Variations of marketing, so writing content, or adjusting content to different audiences… CopyAI, I think, was one of their very early companies to have raised money, that are built very much on top of GPT-3, and many tried to reproduce what they did.
Not surprised by that.
Yeah. [laughter] You also mentioned Codex. So we talked a little bit about GPT-3, and we have mentioned that before on the show, but we haven’t talked as much about Codex. Could you give us just a brief sketch of what Codex is, and what the intention is that someone might do with it?
[07:56] Definitely. Codex is the engine that drives GitHub’s Copilot. This is one of OpenAI’s engines, and it is designed to not just perform general language tasks or natural language tasks, but it’s specifically trained to translate language to code. And it’s trained on some languages, so mostly 10 or 15 languages that it’s really good at, but it performs great even in other languages that it was not meant to be trained for. So Python is the language that it performs best at, but as you mentioned, I’m a big fan of a Go, and that’s also one of the first languages on the list that it’s supporting. Some unexpected languages that it supports, for example, is shell.

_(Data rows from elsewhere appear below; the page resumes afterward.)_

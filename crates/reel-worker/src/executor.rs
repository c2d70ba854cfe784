//! Job executor.
//!
//! Maps a manifest onto the matching engine operation. Execution never
//! returns an error: every failure, including an unreadable manifest, ends
//! as a failed [`JobOutcome`].

use chrono::{DateTime, Utc};
use futures::future::join_all;
use reel_media::captions::{estimate_word_timestamps, segment_words};
use reel_media::{
    get_duration, Assembler, AssemblyReport, BedLevels, ClipExtractor, ClipReport,
    CompositeReport, Compositor, CropReport, FfmpegRunner, FontSet, StrategyFailure,
    TextShortProducer, TextShortReport, VerticalCropper,
};
use reel_models::{JobId, JobOutcome};
use serde::Serialize;
use std::path::{Path, PathBuf};
use std::sync::Arc;
use std::time::Instant;
use tokio::sync::Semaphore;
use tracing::{error, Instrument};

use crate::config::WorkerConfig;
use crate::error::{WorkerError, WorkerResult};
use crate::logging::JobLogger;
use crate::manifest::{JobKind, JobManifest};
use crate::metrics::record_job;

/// Everything known about one executed job.
#[derive(Debug, Clone, Serialize)]
pub struct JobReport {
    pub job_id: JobId,
    pub kind: &'static str,
    pub started_at: DateTime<Utc>,
    pub elapsed_sec: f64,
    #[serde(flatten)]
    pub outcome: JobOutcome,
    /// Fallbacks taken on the way to a successful output
    #[serde(skip_serializing_if = "Vec::is_empty")]
    pub failures: Vec<StrategyFailure>,
}

/// Common shape of the engine reports.
struct Produced {
    size_bytes: u64,
    duration_sec: f64,
    failures: Vec<StrategyFailure>,
}

impl From<AssemblyReport> for Produced {
    fn from(r: AssemblyReport) -> Self {
        Self {
            size_bytes: r.size_bytes,
            duration_sec: r.duration_sec,
            failures: r.failures,
        }
    }
}

impl From<CompositeReport> for Produced {
    fn from(r: CompositeReport) -> Self {
        Self {
            size_bytes: r.size_bytes,
            duration_sec: r.duration_sec,
            failures: r.failures,
        }
    }
}

impl From<TextShortReport> for Produced {
    fn from(r: TextShortReport) -> Self {
        Self {
            size_bytes: r.size_bytes,
            duration_sec: r.duration_sec,
            failures: r.failures,
        }
    }
}

impl From<CropReport> for Produced {
    fn from(r: CropReport) -> Self {
        Self {
            size_bytes: r.size_bytes,
            duration_sec: r.duration_sec,
            failures: r.failures,
        }
    }
}

impl From<ClipReport> for Produced {
    fn from(r: ClipReport) -> Self {
        Self {
            size_bytes: r.size_bytes,
            duration_sec: r.duration_sec,
            failures: r.failures,
        }
    }
}

/// Runs manifests against the media engine.
#[derive(Debug, Clone)]
pub struct JobExecutor {
    config: WorkerConfig,
    runner: FfmpegRunner,
}

impl JobExecutor {
    pub fn new(config: WorkerConfig) -> Self {
        let runner = FfmpegRunner::new().with_timeout(config.process_timeout);
        Self { config, runner }
    }

    pub fn config(&self) -> &WorkerConfig {
        &self.config
    }

    /// Run several manifest files, at most `max_concurrent_jobs` at a time.
    /// Reports come back in input order.
    pub async fn run_files(&self, paths: &[PathBuf]) -> Vec<JobReport> {
        let semaphore = Arc::new(Semaphore::new(self.config.max_concurrent_jobs.max(1)));
        let jobs = paths.iter().map(|path| {
            let semaphore = Arc::clone(&semaphore);
            async move {
                let _permit = semaphore.acquire().await.ok();
                self.run_file(path).await
            }
        });
        join_all(jobs).await
    }

    /// Load one manifest file and run it.
    pub async fn run_file(&self, path: &Path) -> JobReport {
        match JobManifest::load(path).await {
            Ok(manifest) => self.execute(&manifest).await,
            Err(e) => {
                error!(manifest = %path.display(), "Rejected manifest: {}", e);
                record_job("manifest", false, 0.0);
                JobReport {
                    job_id: JobId::new(),
                    kind: "manifest",
                    started_at: Utc::now(),
                    elapsed_sec: 0.0,
                    outcome: JobOutcome::failed(e.to_string()),
                    failures: Vec::new(),
                }
            }
        }
    }

    pub async fn execute(&self, manifest: &JobManifest) -> JobReport {
        let logger = JobLogger::new(&manifest.job_id, manifest.kind_name());
        let started_at = Utc::now();
        let started = Instant::now();
        logger.log_start(&format!("writing {}", manifest.output.display()));

        let result = self
            .dispatch(manifest, &logger)
            .instrument(logger.create_span())
            .await;
        let elapsed_sec = started.elapsed().as_secs_f64();
        record_job(manifest.kind_name(), result.is_ok(), elapsed_sec);

        let (outcome, failures) = match result {
            Ok(produced) => {
                for failure in &produced.failures {
                    logger.log_fallback(failure.strategy, &failure.reason);
                }
                logger.log_completion(produced.size_bytes, produced.duration_sec, elapsed_sec);
                (
                    JobOutcome::succeeded(produced.size_bytes, produced.duration_sec),
                    produced.failures,
                )
            }
            Err(e) => {
                let kind = if e.is_rejected() { "rejected" } else { "failed" };
                logger.log_error(&format!("{}: {}", kind, e));
                (JobOutcome::failed(e.to_string()), Vec::new())
            }
        };

        JobReport {
            job_id: manifest.job_id.clone(),
            kind: manifest.kind_name(),
            started_at,
            elapsed_sec,
            outcome,
            failures,
        }
    }

    async fn dispatch(&self, manifest: &JobManifest, logger: &JobLogger) -> WorkerResult<Produced> {
        manifest.validate().map_err(WorkerError::InvalidJob)?;
        let encoding = manifest.encoding();
        let output = manifest.output.as_path();
        let work_dir = self.config.work_dir.as_path();

        let produced: Produced = match &manifest.job {
            JobKind::Broll {
                audio,
                images,
                render,
            }
            | JobKind::Vertical {
                audio,
                images,
                render,
            } => {
                logger.log_progress(&format!(
                    "{} images at {}",
                    images.len(),
                    render.resolution_class
                ));
                Assembler::new(
                    self.runner.clone(),
                    encoding,
                    render.clone(),
                    work_dir,
                    self.config.max_render_parallel,
                )
                .assemble(audio, images, output)
                .await?
                .into()
            }
            JobKind::Ambient {
                audio,
                images,
                target_duration_sec,
                render,
            } => {
                logger.log_progress(&format!("{:.0}s ambient visual", target_duration_sec));
                Assembler::new(
                    self.runner.clone(),
                    encoding,
                    render.clone(),
                    work_dir,
                    self.config.max_render_parallel,
                )
                .assemble_ambient(audio, images, *target_duration_sec, output)
                .await?
                .into()
            }
            JobKind::Slideshow {
                images,
                seconds_per_image,
                music,
                music_volume,
                render,
            } => {
                logger.log_progress(&format!(
                    "{} artworks, {:.0}s each",
                    images.len(),
                    seconds_per_image
                ));
                let levels = BedLevels {
                    volume: *music_volume,
                    ..BedLevels::ART_MUSIC
                };
                Assembler::new(
                    self.runner.clone(),
                    encoding,
                    render.clone(),
                    work_dir,
                    self.config.max_render_parallel,
                )
                .assemble_slideshow(
                    images,
                    *seconds_per_image,
                    music.as_deref().map(|path| (path, levels)),
                    output,
                )
                .await?
                .into()
            }
            JobKind::Captions {
                video,
                words,
                script,
                caption_style,
                caption_position,
                group_size,
            } => {
                let words = if words.is_empty() {
                    let duration = get_duration(video).await?;
                    logger.log_progress("estimating word timings from script");
                    estimate_word_timestamps(script.as_deref().unwrap_or_default(), duration)
                } else {
                    words.clone()
                };
                let segments = segment_words(&words, *caption_style, *group_size);
                logger.log_progress(&format!("{} words, {} segments", words.len(), segments.len()));

                Compositor::new(self.runner.clone(), encoding, work_dir)
                    .burn_captions(
                        video,
                        output,
                        segments,
                        *caption_style,
                        *caption_position,
                        self.fonts()?,
                    )
                    .await?
                    .into()
            }
            JobKind::TextShort {
                voice,
                cards,
                bed,
                options,
            } => {
                logger.log_progress(&format!("{} cards", cards.len()));
                TextShortProducer::new(
                    self.runner.clone(),
                    encoding,
                    self.fonts()?,
                    work_dir,
                    options.to_options(),
                )
                .produce(voice, cards, bed.as_deref(), output)
                .await?
                .into()
            }
            JobKind::CropVertical {
                video,
                crop_strategy,
                resolution_class,
            } => VerticalCropper::new(self.runner.clone(), encoding, *resolution_class)
                .crop(video, *crop_strategy, output)
                .await?
                .into(),
            JobKind::ExtractClip {
                video,
                start_sec,
                end_sec,
            } => ClipExtractor::new(self.runner.clone(), encoding)
                .extract(video, *start_sec, *end_sec, output)
                .await?
                .into(),
            JobKind::HookOverlay {
                video,
                text,
                duration_sec,
            } => Compositor::new(self.runner.clone(), encoding, work_dir)
                .burn_hook(video, output, text, *duration_sec, self.fonts()?)
                .await?
                .into(),
        };

        Ok(produced)
    }

    fn fonts(&self) -> WorkerResult<FontSet> {
        Ok(FontSet::load(self.config.font_path.as_deref())?)
    }
}

#[cfg(test)]
mod tests {
    use super::*;
    use tempfile::TempDir;

    fn executor(dir: &Path) -> JobExecutor {
        JobExecutor::new(WorkerConfig {
            work_dir: dir.join("work"),
            ..WorkerConfig::default()
        })
    }

    async fn write_manifest(dir: &Path, name: &str, json: &str) -> PathBuf {
        let path = dir.join(name);
        tokio::fs::write(&path, json).await.unwrap();
        path
    }

    #[tokio::test]
    async fn test_missing_inputs_give_failed_outcome() {
        let dir = TempDir::new().unwrap();
        let manifest: JobManifest = serde_json::from_str(&format!(
            r#"{{"job_id":"job-1","kind":"broll","output":"{}","audio":"{}","images":["{}"]}}"#,
            dir.path().join("out.mp4").display(),
            dir.path().join("voice.mp3").display(),
            dir.path().join("broll_01.png").display(),
        ))
        .unwrap();

        let report = executor(dir.path()).execute(&manifest).await;
        assert_eq!(report.job_id, JobId::from_string("job-1"));
        assert_eq!(report.kind, "broll");
        assert_eq!(report.outcome.as_tuple(), (false, 0, 0.0));
        assert!(report.outcome.error.is_some());
        assert!(!dir.path().join("out.mp4").exists());
    }

    #[tokio::test]
    async fn test_invalid_options_rejected_before_media_work() {
        let dir = TempDir::new().unwrap();
        let manifest: JobManifest = serde_json::from_str(
            r#"{"kind":"hook_overlay","output":"h.mp4","video":"in.mp4","text":"Hi","duration_sec":0}"#,
        )
        .unwrap();

        let report = executor(dir.path()).execute(&manifest).await;
        assert!(!report.outcome.success);
        assert!(report
            .outcome
            .error
            .as_deref()
            .is_some_and(|e| e.contains("duration_sec")));
        assert!(!dir.path().join("work").exists());
    }

    #[tokio::test]
    async fn test_run_files_keeps_input_order() {
        let dir = TempDir::new().unwrap();
        let bad = write_manifest(dir.path(), "bad.json", "{ not json").await;
        let missing = write_manifest(
            dir.path(),
            "crop.json",
            &format!(
                r#"{{"kind":"crop_vertical","output":"{}","video":"{}"}}"#,
                dir.path().join("crop.mp4").display(),
                dir.path().join("landscape.mp4").display(),
            ),
        )
        .await;

        let reports = executor(dir.path())
            .run_files(&[bad, missing, dir.path().join("absent.json")])
            .await;

        let kinds: Vec<&str> = reports.iter().map(|r| r.kind).collect();
        assert_eq!(kinds, vec!["manifest", "crop_vertical", "manifest"]);
        assert!(reports.iter().all(|r| !r.outcome.success));
    }

    #[tokio::test]
    async fn test_slideshow_with_missing_artwork_fails() {
        let dir = TempDir::new().unwrap();
        let output = dir.path().join("gallery.mp4");
        let manifest: JobManifest = serde_json::from_str(&format!(
            r#"{{"kind":"slideshow","output":"{}","images":["{}"],"seconds_per_image":60}}"#,
            output.display(),
            dir.path().join("missing.jpg").display(),
        ))
        .unwrap();

        let report = executor(dir.path()).execute(&manifest).await;
        assert_eq!(report.kind, "slideshow");
        assert!(!report.outcome.success);
        assert!(report.outcome.error.as_deref().is_some_and(|e| e.contains("missing.jpg")));
        assert!(!output.exists());
    }

    #[test]
    fn test_report_serializes_outcome_fields() {
        let report = JobReport {
            job_id: JobId::from_string("job-9"),
            kind: "vertical",
            started_at: Utc::now(),
            elapsed_sec: 1.5,
            outcome: JobOutcome::succeeded(4096, 30.0),
            failures: Vec::new(),
        };
        let value = serde_json::to_value(&report).unwrap();
        assert_eq!(value["success"], true);
        assert_eq!(value["size_bytes"], 4096);
        assert_eq!(value["job_id"], "job-9");
        assert!(value.get("failures").is_none());
    }
}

Yeah. So like Bash scripts.
All the Bash magic.
Yeah, exactly. The data scientists jump, “Yes, finally. All the all commands, all the sed commands, segment… Somebody’s going to do that for me.”
Yeah. I mean, that’s probably better than my endless stream of copying commands from Stack Overflow, which sometimes do strange things on my local system… But yeah. So you mentioned Copilot… How do people use Codex in practice? So you kind of explained what it does a bit. How are people using it, or how is it intended to impact people’s workflow or development?
So, probably the most used way of Codex is through Copilot, which is available as a VS Code plugin. So anytime you use Copilot, you use Codex, whether you’re aware or not. And if you have applied to the Codex waitlist and you’ve got your access, then you see the exact same interface that you see when you use any GPT-3 engine, and you get to just kind of syntax highlighting, which is nice, and then it kind of makes everything familiar for you, but you basically kind of give the same type of commands, “Write this for me” or “Complete that for me”, and you know that this will perform particularly good in code.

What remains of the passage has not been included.